Source records:
=== Section Start ===

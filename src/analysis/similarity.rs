//! Translation-normalized similarity between schematic surfaces

use std::collections::HashMap;
use std::path::Path;

use crate::core::types::Result;
use crate::schematic::block::{BlockCatalog, BlockKey};
use crate::schematic::index::SchematicIndex;
use crate::schematic::library::SchematicLibrary;
use crate::schematic::position::BlockPos;

/// Outcome of comparing two schematics
#[derive(Debug, Clone, Copy, PartialEq)]
pub struct Similarity {
    /// Matching fraction of the combined surface, in [0, 1]
    pub score: f64,
    /// Positions where both surfaces agree
    pub matching: u64,
    /// Size of the larger surface, for reporting match counts
    pub total_considered: u64,
}

impl Similarity {
    fn zero(total_considered: u64) -> Self {
        Self { score: 0.0, matching: 0, total_considered }
    }
}

/// Compare two schematics by their top-of-column surfaces.
///
/// Both surfaces are translated so their componentwise-minimum corner
/// sits at the origin, which makes the score invariant under placement
/// offsets. A position counts as matching when both surfaces contain it
/// and the keys satisfy [`BlockKey::matches`]; the score is matches over
/// the union of both normalized surfaces. An optional filter restricts
/// both surfaces to blocks equivalent to the given key first.
pub fn similarity(
    a: &SchematicIndex,
    b: &SchematicIndex,
    filter: Option<&BlockKey>,
) -> Similarity {
    let surface_a = filtered_surface(a, filter);
    let surface_b = filtered_surface(b, filter);
    compare_surfaces(&surface_a, &surface_b)
}

fn filtered_surface(
    index: &SchematicIndex,
    filter: Option<&BlockKey>,
) -> HashMap<BlockPos, BlockKey> {
    index
        .top_blocks()
        .into_values()
        .filter(|(_, key)| filter.is_none_or(|f| key.matches(f)))
        .collect()
}

fn compare_surfaces(
    a: &HashMap<BlockPos, BlockKey>,
    b: &HashMap<BlockPos, BlockKey>,
) -> Similarity {
    let total_considered = a.len().max(b.len()) as u64;
    if a.is_empty() || b.is_empty() {
        return Similarity::zero(total_considered);
    }

    let a = normalize(a);
    let b = normalize(b);

    let mut matching = 0u64;
    let mut union = 0u64;
    for (pos, key) in &a {
        union += 1;
        if b.get(pos).is_some_and(|other| key.matches(other)) {
            matching += 1;
        }
    }
    union += b.keys().filter(|pos| !a.contains_key(*pos)).count() as u64;

    Similarity {
        score: matching as f64 / union as f64,
        matching,
        total_considered,
    }
}

/// Translate a surface so its minimum corner sits at the origin
fn normalize(surface: &HashMap<BlockPos, BlockKey>) -> HashMap<BlockPos, BlockKey> {
    let min = surface
        .keys()
        .copied()
        .reduce(BlockPos::min)
        .unwrap_or(BlockPos::ZERO);
    surface
        .iter()
        .map(|(pos, key)| (*pos - min, key.clone()))
        .collect()
}

/// Directory-wide comparison of one reference schematic against all others
#[derive(Debug, Clone)]
pub struct SimilarityRanking {
    pub reference: String,
    /// (relative label, similarity), sorted by score descending
    pub rows: Vec<(String, Similarity)>,
    pub processed: usize,
    pub failed: usize,
    /// Candidates dropped because the filter removed their whole surface
    pub excluded: usize,
}

impl SimilarityRanking {
    pub fn average_score(&self) -> f64 {
        if self.rows.is_empty() {
            0.0
        } else {
            self.rows.iter().map(|(_, s)| s.score).sum::<f64>() / self.rows.len() as f64
        }
    }
}

/// Compare a reference schematic against every other schematic under a
/// directory. The reference file itself is skipped, decode failures are
/// logged and counted, and with a filter in effect candidates whose
/// surface the filter empties are excluded from the ranking.
pub fn rank_directory(
    library: &SchematicLibrary,
    reference: &Path,
    dir: &str,
    catalog: &BlockCatalog,
    filter: Option<&BlockKey>,
) -> Result<SimilarityRanking> {
    let reference_index = library.load(reference, catalog)?;
    let reference_surface = filtered_surface(&reference_index, filter);
    let files = library.find_all(dir)?;

    let mut ranking = SimilarityRanking {
        reference: library.relative_label(reference),
        rows: Vec::new(),
        processed: 0,
        failed: 0,
        excluded: 0,
    };

    for path in &files {
        if path == reference {
            continue;
        }
        let label = library.relative_label(path);
        match library.load(path, catalog) {
            Ok(index) => {
                ranking.processed += 1;
                let surface = filtered_surface(&index, filter);
                if filter.is_some() && surface.is_empty() {
                    ranking.excluded += 1;
                    continue;
                }
                let result = compare_surfaces(&reference_surface, &surface);
                ranking.rows.push((label, result));
            }
            Err(e) => {
                log::warn!("Skipping {label}: {e}");
                ranking.failed += 1;
            }
        }
    }

    ranking.rows.sort_by(|a, b| {
        b.1.score
            .total_cmp(&a.1.score)
            .then_with(|| a.0.cmp(&b.0))
    });
    log::info!(
        "Compared {} against {} schematics ({} failed, {} excluded)",
        ranking.reference,
        ranking.processed,
        ranking.failed,
        ranking.excluded
    );
    Ok(ranking)
}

=== Section End ===

• Task to carry out: Every line in the entries above that mentions the word "derive" must be shown.

• Task answer:
#[derive(Debug, Clone, Copy, PartialEq)]
#[derive(Debug, Clone)]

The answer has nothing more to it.